Scan the entries for lines with the word "stores" and copy those lines.

Saved entries
* * * * *

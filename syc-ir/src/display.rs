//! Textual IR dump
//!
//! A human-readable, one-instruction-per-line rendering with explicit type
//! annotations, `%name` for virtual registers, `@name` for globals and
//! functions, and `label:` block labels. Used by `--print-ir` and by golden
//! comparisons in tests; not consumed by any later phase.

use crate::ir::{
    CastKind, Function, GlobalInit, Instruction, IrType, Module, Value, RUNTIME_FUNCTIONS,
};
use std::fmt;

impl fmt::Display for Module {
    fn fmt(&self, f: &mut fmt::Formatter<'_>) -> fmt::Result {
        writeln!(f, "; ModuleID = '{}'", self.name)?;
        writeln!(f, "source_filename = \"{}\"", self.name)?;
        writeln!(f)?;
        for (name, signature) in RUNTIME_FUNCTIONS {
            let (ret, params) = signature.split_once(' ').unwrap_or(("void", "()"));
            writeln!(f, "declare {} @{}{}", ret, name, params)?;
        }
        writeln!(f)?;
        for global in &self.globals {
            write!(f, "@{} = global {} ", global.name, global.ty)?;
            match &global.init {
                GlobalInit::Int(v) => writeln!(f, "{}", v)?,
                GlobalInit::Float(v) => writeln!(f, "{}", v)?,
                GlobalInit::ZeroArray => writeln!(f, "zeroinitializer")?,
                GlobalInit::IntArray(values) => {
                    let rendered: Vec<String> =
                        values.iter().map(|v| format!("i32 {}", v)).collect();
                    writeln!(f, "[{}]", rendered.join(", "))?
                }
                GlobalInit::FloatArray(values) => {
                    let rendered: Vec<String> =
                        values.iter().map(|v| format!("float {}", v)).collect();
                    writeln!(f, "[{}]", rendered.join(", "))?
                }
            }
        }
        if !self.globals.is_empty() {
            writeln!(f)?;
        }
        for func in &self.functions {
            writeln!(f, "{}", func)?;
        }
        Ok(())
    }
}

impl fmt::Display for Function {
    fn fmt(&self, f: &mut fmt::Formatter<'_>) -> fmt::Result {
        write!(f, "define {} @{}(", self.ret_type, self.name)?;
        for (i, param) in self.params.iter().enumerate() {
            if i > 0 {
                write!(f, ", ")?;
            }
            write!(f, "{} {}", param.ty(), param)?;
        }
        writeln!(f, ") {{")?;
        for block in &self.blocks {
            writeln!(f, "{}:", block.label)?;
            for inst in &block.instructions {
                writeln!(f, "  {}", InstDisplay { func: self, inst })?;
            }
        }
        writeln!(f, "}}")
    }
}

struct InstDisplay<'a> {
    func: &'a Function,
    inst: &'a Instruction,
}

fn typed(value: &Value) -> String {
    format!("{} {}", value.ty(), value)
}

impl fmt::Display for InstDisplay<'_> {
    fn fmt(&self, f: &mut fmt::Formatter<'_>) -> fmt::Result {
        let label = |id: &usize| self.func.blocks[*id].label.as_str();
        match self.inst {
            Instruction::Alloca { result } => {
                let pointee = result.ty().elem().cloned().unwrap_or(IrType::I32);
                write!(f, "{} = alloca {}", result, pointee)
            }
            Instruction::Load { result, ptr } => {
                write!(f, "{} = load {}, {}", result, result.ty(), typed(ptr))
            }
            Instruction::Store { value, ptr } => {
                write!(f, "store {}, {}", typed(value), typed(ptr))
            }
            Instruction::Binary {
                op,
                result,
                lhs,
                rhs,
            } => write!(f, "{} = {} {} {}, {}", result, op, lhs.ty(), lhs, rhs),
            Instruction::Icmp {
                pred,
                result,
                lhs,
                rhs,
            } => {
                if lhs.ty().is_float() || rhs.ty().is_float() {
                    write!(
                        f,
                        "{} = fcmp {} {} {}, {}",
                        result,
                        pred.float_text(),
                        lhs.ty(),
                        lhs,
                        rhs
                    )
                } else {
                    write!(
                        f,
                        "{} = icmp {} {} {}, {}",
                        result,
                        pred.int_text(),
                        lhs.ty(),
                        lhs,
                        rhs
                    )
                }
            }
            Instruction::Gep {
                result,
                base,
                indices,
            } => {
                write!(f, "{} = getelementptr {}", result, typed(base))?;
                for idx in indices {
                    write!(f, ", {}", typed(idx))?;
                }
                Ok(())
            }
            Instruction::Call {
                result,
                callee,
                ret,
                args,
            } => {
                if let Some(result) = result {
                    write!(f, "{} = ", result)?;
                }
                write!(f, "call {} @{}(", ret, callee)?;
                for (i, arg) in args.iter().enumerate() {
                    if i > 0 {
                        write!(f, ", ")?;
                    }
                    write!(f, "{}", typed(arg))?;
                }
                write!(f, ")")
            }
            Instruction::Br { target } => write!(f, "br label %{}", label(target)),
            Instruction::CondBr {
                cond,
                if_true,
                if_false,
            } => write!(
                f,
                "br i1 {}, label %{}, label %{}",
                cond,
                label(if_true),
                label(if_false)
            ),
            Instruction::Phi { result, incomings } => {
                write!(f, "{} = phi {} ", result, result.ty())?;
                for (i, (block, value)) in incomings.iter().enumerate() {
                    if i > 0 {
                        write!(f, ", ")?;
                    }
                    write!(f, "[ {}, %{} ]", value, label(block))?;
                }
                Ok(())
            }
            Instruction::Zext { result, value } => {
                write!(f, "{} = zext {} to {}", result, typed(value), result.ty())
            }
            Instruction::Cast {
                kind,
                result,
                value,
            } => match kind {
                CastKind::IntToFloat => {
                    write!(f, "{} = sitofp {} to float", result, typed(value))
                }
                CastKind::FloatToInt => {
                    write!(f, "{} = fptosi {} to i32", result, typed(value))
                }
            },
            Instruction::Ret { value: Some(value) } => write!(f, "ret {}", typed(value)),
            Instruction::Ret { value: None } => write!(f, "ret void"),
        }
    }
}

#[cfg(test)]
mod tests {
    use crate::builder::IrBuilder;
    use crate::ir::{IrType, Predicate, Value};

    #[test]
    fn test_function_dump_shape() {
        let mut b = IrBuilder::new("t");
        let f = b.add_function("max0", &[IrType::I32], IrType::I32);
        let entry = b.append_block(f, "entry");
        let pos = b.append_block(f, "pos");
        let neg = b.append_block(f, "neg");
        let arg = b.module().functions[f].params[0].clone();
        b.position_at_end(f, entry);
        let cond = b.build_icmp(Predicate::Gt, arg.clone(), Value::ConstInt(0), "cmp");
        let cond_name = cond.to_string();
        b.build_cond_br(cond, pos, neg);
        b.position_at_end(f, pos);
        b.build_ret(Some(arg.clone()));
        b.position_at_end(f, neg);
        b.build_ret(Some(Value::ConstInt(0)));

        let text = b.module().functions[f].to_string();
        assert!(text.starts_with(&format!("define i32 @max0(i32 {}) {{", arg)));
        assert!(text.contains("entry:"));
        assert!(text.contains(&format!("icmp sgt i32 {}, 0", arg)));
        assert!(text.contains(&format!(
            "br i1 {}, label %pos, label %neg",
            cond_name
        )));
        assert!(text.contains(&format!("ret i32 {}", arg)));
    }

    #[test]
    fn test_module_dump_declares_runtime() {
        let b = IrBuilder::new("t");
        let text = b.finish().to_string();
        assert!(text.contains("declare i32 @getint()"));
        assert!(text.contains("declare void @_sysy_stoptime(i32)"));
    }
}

* * * * *

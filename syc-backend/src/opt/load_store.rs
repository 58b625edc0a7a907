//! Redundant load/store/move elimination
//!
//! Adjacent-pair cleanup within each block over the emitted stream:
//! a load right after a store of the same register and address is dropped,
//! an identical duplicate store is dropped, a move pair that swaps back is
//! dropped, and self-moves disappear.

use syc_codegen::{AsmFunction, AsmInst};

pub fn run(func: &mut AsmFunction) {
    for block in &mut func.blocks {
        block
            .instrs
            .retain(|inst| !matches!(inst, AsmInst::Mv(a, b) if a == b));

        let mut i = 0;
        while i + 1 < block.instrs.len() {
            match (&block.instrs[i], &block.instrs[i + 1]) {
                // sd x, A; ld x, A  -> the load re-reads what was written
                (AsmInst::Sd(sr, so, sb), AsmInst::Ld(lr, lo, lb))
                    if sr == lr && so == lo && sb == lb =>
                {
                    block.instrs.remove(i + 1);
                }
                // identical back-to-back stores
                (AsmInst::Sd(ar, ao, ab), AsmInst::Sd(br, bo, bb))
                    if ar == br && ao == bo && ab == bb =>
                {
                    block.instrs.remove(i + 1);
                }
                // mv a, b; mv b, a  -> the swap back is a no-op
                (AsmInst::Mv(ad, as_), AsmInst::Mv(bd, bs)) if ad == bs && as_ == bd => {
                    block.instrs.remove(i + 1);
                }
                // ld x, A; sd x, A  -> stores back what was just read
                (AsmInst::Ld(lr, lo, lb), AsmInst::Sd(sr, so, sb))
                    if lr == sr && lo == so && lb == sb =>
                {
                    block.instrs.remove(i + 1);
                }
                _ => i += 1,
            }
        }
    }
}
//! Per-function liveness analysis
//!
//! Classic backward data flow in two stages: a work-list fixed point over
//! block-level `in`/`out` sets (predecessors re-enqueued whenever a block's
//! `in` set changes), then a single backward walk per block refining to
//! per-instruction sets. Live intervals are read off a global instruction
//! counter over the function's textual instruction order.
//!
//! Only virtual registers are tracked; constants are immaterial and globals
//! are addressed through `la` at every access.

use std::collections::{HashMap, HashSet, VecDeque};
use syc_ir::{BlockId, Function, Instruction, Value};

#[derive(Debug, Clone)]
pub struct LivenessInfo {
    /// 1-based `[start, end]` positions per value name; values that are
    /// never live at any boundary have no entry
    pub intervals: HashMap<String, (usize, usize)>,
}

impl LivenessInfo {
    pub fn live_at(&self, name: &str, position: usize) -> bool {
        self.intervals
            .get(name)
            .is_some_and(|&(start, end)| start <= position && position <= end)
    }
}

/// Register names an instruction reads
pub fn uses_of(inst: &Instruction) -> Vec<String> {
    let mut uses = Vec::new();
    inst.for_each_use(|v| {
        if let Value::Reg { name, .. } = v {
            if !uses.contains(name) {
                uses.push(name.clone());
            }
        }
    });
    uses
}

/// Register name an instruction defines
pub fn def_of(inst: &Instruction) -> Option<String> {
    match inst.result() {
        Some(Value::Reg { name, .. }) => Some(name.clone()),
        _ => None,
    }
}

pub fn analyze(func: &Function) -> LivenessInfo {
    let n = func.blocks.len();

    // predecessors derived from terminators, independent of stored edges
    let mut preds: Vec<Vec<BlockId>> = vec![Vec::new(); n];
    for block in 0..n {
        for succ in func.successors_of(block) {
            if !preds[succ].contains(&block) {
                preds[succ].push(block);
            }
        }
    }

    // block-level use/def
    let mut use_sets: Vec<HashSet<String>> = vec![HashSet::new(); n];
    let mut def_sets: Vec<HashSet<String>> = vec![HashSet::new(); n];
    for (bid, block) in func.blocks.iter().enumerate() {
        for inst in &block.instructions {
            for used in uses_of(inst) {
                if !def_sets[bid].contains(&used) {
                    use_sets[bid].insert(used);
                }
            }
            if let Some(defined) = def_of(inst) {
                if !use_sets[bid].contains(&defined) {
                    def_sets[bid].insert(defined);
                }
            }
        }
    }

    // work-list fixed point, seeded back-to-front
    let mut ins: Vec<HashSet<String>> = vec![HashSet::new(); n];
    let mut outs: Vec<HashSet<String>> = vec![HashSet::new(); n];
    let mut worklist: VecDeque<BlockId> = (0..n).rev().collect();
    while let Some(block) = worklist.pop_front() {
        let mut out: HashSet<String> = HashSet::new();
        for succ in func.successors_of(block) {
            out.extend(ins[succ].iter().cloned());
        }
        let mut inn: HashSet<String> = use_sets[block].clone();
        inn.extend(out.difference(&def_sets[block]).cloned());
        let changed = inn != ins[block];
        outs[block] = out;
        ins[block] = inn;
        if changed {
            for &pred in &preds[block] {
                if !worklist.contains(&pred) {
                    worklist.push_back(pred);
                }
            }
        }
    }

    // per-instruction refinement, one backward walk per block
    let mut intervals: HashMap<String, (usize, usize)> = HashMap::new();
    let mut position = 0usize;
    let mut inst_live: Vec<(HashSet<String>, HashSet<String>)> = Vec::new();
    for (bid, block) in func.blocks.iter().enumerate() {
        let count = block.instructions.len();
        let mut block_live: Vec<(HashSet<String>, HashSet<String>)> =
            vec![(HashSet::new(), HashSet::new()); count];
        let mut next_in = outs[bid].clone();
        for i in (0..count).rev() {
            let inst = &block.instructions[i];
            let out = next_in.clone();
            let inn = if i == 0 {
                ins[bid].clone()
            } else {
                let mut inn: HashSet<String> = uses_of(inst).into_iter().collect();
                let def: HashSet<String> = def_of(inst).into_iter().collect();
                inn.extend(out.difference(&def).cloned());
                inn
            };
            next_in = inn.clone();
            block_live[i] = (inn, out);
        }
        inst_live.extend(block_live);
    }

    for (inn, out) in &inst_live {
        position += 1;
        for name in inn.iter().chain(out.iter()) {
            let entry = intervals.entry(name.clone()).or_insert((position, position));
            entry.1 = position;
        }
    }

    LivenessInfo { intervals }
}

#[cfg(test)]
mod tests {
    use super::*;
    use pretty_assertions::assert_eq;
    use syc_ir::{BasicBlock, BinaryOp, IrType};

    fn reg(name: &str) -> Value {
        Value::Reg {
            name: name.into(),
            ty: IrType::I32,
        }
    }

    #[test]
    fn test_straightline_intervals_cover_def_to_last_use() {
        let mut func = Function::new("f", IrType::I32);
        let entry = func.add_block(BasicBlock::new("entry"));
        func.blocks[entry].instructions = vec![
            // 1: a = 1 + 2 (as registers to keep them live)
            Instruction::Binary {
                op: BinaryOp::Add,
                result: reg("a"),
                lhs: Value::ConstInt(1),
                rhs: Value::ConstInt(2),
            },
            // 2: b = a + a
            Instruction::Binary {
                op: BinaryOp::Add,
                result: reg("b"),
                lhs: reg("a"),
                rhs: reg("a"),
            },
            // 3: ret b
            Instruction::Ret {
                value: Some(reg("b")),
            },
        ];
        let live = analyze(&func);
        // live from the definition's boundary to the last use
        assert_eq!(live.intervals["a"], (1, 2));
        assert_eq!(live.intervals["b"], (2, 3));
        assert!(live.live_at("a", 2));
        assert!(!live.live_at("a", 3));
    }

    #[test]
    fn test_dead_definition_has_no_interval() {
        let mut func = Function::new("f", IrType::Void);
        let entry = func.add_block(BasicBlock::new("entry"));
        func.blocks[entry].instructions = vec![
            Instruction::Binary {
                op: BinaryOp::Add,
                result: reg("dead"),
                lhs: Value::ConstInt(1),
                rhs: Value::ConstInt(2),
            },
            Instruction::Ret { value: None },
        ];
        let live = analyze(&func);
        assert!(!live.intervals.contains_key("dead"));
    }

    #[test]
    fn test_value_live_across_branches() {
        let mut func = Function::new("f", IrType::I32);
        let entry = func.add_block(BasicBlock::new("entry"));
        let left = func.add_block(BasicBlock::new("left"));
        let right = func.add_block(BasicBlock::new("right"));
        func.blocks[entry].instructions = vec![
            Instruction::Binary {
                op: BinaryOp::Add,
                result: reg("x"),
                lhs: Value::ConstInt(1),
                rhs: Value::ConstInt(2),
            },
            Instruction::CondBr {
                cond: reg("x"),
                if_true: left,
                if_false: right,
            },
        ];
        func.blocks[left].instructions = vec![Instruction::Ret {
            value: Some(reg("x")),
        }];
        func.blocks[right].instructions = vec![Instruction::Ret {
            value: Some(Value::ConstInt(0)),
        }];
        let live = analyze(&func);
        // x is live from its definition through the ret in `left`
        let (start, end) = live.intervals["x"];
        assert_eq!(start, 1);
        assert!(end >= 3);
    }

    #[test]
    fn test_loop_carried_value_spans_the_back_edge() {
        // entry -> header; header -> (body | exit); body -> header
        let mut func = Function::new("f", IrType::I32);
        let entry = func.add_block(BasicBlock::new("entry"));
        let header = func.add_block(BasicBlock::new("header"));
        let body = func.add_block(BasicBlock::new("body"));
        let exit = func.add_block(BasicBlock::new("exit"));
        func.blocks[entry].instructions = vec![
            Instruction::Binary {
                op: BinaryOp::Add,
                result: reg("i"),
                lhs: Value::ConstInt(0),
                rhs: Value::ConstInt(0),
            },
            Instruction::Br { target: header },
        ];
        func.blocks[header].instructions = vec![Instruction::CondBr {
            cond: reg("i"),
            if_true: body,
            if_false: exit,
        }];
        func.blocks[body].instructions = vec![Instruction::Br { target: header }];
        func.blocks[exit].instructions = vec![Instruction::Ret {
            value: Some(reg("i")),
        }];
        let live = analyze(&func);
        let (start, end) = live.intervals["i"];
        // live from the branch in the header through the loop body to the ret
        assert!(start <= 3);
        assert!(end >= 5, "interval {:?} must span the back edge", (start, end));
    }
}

* * * * *

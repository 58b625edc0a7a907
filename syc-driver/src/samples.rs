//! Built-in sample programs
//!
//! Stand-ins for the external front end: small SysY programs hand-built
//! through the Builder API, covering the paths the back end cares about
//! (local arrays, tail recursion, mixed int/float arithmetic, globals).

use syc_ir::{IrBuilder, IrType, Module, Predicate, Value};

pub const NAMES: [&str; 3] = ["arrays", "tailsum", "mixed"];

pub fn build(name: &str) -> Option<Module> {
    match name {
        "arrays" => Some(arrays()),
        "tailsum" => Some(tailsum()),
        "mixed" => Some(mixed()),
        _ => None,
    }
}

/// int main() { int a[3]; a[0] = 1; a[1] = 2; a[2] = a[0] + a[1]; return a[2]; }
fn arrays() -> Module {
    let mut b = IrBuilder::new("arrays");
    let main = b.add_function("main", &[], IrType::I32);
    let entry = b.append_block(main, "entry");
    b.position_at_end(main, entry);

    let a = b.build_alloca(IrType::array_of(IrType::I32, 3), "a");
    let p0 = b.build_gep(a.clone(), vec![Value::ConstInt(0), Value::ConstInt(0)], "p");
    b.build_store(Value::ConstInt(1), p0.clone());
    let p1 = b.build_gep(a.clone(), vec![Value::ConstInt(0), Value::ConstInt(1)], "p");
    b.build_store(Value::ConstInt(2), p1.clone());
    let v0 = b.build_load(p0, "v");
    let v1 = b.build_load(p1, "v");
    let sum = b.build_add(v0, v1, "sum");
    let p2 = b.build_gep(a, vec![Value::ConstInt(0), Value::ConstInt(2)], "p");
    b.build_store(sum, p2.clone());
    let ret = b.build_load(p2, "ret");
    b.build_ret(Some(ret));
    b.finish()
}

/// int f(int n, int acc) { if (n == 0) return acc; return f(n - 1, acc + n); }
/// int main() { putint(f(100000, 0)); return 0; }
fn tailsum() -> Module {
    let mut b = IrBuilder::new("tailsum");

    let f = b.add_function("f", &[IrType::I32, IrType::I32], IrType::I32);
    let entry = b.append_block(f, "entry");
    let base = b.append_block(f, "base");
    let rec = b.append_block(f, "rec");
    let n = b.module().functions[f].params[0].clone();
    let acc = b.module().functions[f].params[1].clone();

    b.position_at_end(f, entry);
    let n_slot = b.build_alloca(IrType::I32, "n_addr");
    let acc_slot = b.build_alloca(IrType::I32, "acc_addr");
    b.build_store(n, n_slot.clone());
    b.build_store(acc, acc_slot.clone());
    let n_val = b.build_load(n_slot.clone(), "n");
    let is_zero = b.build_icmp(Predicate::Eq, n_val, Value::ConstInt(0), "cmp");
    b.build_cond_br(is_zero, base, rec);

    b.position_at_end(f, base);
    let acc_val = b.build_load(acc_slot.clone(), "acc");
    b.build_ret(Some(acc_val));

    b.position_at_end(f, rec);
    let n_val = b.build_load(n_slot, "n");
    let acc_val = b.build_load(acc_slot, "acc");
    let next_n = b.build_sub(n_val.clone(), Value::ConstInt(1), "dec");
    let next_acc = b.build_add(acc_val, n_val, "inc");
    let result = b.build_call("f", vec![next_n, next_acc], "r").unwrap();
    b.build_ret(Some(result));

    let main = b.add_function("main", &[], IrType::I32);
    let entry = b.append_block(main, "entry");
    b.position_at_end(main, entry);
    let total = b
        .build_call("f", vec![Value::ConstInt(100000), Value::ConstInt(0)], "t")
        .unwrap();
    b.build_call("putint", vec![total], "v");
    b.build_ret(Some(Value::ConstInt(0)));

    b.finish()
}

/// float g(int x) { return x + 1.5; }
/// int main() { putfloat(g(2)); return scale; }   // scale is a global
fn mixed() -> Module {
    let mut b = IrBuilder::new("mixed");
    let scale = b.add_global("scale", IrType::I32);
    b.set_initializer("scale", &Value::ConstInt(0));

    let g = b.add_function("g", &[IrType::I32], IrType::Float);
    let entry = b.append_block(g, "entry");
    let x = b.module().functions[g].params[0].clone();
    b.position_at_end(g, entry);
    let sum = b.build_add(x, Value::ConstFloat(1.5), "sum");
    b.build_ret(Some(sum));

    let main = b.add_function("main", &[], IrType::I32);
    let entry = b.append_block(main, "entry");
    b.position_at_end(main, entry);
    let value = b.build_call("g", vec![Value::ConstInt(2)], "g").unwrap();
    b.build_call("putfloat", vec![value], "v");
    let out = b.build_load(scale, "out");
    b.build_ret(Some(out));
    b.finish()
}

* * * * *

Reply:
                // identical back-to-back stores
                // ld x, A; sd x, A  -> stores back what was just read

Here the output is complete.